Nestlé en La Penilla: 49 despidos que podrían romper la paz social en Cantabria
¿Sabías que Nestlé, una de las empresas más rentables del mundo, planea despedir a 49 trabajadores en Cantabria? Esto no es una noticia cualquiera, es una advertencia clara de cómo las grandes multinacionales parecen olvidarse del impacto en las comunidades locales.
La fábrica de La Penilla, con más de 120 años de historia y unos 800 empleados, ha sido un pilar en la economía de la comarca pasiega. Sin embargo, ahora enfrenta un ERE que, según los datos, no se justifica en absoluto. Nestlé tuvo beneficios por más de 9.800 millones de euros en 2025, y aún así, busca reducir plantilla. Esto pone en duda si realmente necesita hacer estos despidos o si solo busca aumentar sus ganancias a costa de la estabilidad local.
¿Qué consecuencias puede tener esto para los vecinos? Pues, además del miedo y la incertidumbre para los trabajadores afectados, se corre el riesgo de que la economía de la zona sufra un golpe. Menos empleo en una fábrica emblemática puede traducirse en menos dinero en los comercios, menos movimiento en las calles y en definitiva, una pérdida de confianza en las inversiones de las multinacionales en Cantabria.
Es fundamental que los responsables políticos actúen con firmeza. La Cámara de Cantabria ya mostró su apoyo unánime a los trabajadores y pide al Gobierno que exija a Nestlé que retire el ERE. La ciudadanía también debe estar atenta y exigir transparencia y justicia, porque esto no solo afecta a quienes trabajan allí, sino a toda la comunidad. La historia de La Penilla muestra cómo un empleo estable puede transformar generaciones y mantener viva una comarca.
¿Qué pueden hacer los vecinos? Lo primero es informarse, apoyar las protestas y exigir a las autoridades que velen por el bienestar de su gente. La presión ciudadana puede marcar la diferencia. Además, los afectados deben organizarse y buscar asesoramiento legal para defender sus derechos. La lucha no solo es por ellos, sino por el futuro de toda Cantabria.
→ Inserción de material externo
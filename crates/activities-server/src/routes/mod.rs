pub mod activities;
pub mod root;
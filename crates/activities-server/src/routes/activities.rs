use activities_core::{Activity, Confirmation, Listing};
use axum::extract::rejection::QueryRejection;
use axum::extract::{Path, Query, State};
use axum::Json;

use crate::error::AppError;
use crate::state::AppState;

/// Raw query pairs, kept in request order.
type QueryPairs = Result<Query<Vec<(String, String)>>, QueryRejection>;

/// The last `email` value in the query string. Only presence is checked; a
/// repeated `email` is not an error.
fn email_param(query: QueryPairs) -> Result<String, AppError> {
    let Query(pairs) = query.map_err(|e| AppError::unprocessable(e.body_text()))?;
    pairs
        .into_iter()
        .rev()
        .find(|(key, _)| key == "email")
        .map(|(_, value)| value)
        .ok_or_else(|| AppError::unprocessable("query parameter 'email' is required"))
}

/// GET /activities: every activity keyed by name, in seed order.
pub async fn list_activities(State(app): State<AppState>) -> Json<Listing> {
    Json(app.directory.list())
}

/// GET /activities/{name}: a single activity record.
pub async fn get_activity(
    State(app): State<AppState>,
    Path(name): Path<String>,
) -> Result<Json<Activity>, AppError> {
    let activity = app.directory.get(&name)?;
    Ok(Json(activity))
}

/// POST /activities/{name}/signup?email=: add a participant.
pub async fn sign_up(
    State(app): State<AppState>,
    Path(name): Path<String>,
    query: QueryPairs,
) -> Result<Json<Confirmation>, AppError> {
    let email = email_param(query)?;
    match app.directory.sign_up(&name, &email) {
        Ok(confirmation) => {
            tracing::info!(activity = %name, email = %email, "participant signed up");
            Ok(Json(confirmation))
        }
        Err(e) => {
            tracing::debug!(activity = %name, email = %email, "signup rejected: {e}");
            Err(e.into())
        }
    }
}

/// POST /activities/{name}/unregister?email=: remove a participant.
pub async fn unregister(
    State(app): State<AppState>,
    Path(name): Path<String>,
    query: QueryPairs,
) -> Result<Json<Confirmation>, AppError> {
    let email = email_param(query)?;
    match app.directory.unregister(&name, &email) {
        Ok(confirmation) => {
            tracing::info!(activity = %name, email = %email, "participant unregistered");
            Ok(Json(confirmation))
        }
        Err(e) => {
            tracing::debug!(activity = %name, email = %email, "unregister rejected: {e}");
            Err(e.into())
        }
    }
}
use crate::activity::Activity;
use crate::error::Result;
use serde::{Deserialize, Serialize};
use std::path::Path;

/// One entry of a seed file: the activity name plus its record, flattened.
///
/// ```yaml
/// - name: Chess Club
///   description: Learn strategies and compete in chess tournaments
///   schedule: Fridays, 3:30 PM - 5:00 PM
///   max_participants: 12
///   participants: [michael@mergington.edu]
/// ```
#[derive(Debug, Clone, PartialEq, Eq, Serialize, Deserialize)]
pub struct SeedActivity {
    pub name: String,
    #[serde(flatten)]
    pub activity: Activity,
}

impl SeedActivity {
    pub fn new(name: impl Into<String>, activity: Activity) -> Self {
        Self {
            name: name.into(),
            activity,
        }
    }
}

/// Read a YAML seed file. Validation of names and participants happens in
/// [`Directory::from_seed`](crate::Directory::from_seed).
pub fn load_seed(path: &Path) -> Result<Vec<SeedActivity>> {
    let data = std::fs::read_to_string(path)?;
    let entries: Vec<SeedActivity> = serde_yaml::from_str(&data)?;
    Ok(entries)
}

/// The built-in activity catalogue used when no seed file is given.
pub fn default_seed() -> Vec<SeedActivity> {
    fn entry(
        name: &str,
        description: &str,
        schedule: &str,
        max: u32,
        participants: &[&str],
    ) -> SeedActivity {
        SeedActivity::new(
            name,
            Activity::new(description, schedule, max).with_participants(participants.iter().copied()),
        )
    }

    vec![
        entry(
            "Chess Club",
            "Learn strategies and compete in chess tournaments",
            "Fridays, 3:30 PM - 5:00 PM",
            12,
            &["michael@mergington.edu", "daniel@mergington.edu"],
        ),
        entry(
            "Programming Class",
            "Learn programming fundamentals and build software projects",
            "Tuesdays and Thursdays, 3:30 PM - 4:30 PM",
            20,
            &["emma@mergington.edu", "sophia@mergington.edu"],
        ),
        entry(
            "Gym Class",
            "Physical education and sports activities",
            "Mondays, Wednesdays, Fridays, 2:00 PM - 3:00 PM",
            30,
            &["john@mergington.edu", "olivia@mergington.edu"],
        ),
        entry(
            "Soccer Team",
            "Train with the varsity squad and compete in the regional league",
            "Tuesdays and Thursdays, 4:00 PM - 5:30 PM",
            22,
            &["liam@mergington.edu", "noah@mergington.edu"],
        ),
        entry(
            "Basketball Club",
            "Practice drills and play friendly matches against other schools",
            "Wednesdays, 3:30 PM - 5:00 PM",
            15,
            &["ava@mergington.edu", "mia@mergington.edu"],
        ),
        entry(
            "Art Club",
            "Explore painting, drawing and sculpture in the studio",
            "Thursdays, 3:30 PM - 5:00 PM",
            15,
            &["amelia@mergington.edu", "harper@mergington.edu"],
        ),
        entry(
            "Drama Club",
            "Rehearse and stage plays and musical performances",
            "Mondays and Wednesdays, 4:00 PM - 5:30 PM",
            20,
            &["ella@mergington.edu", "scarlett@mergington.edu"],
        ),
        entry(
            "Science Club",
            "Run experiments and prepare projects for the science fair",
            "Fridays, 3:30 PM - 5:00 PM",
            18,
            &["james@mergington.edu", "benjamin@mergington.edu"],
        ),
        entry(
            "Debate Team",
            "Build public speaking and argumentation skills for tournaments",
            "Tuesdays, 3:30 PM - 5:00 PM",
            12,
            &["charlotte@mergington.edu", "henry@mergington.edu"],
        ),
    ]
}

// ---------------------------------------------------------------------------
// Tests
// ---------------------------------------------------------------------------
Lo que pase ahora dependerá de la respuesta de las instituciones y del respaldo social. Lo importante es que, ante hechos como estos, la comunidad no se quede de brazos cruzados. Es el momento de exigir justicia y que las empresas, grandes o pequeñas, asuman su responsabilidad social. Solo así podremos evitar que casos como este se repitan y proteger nuestro modo de vida.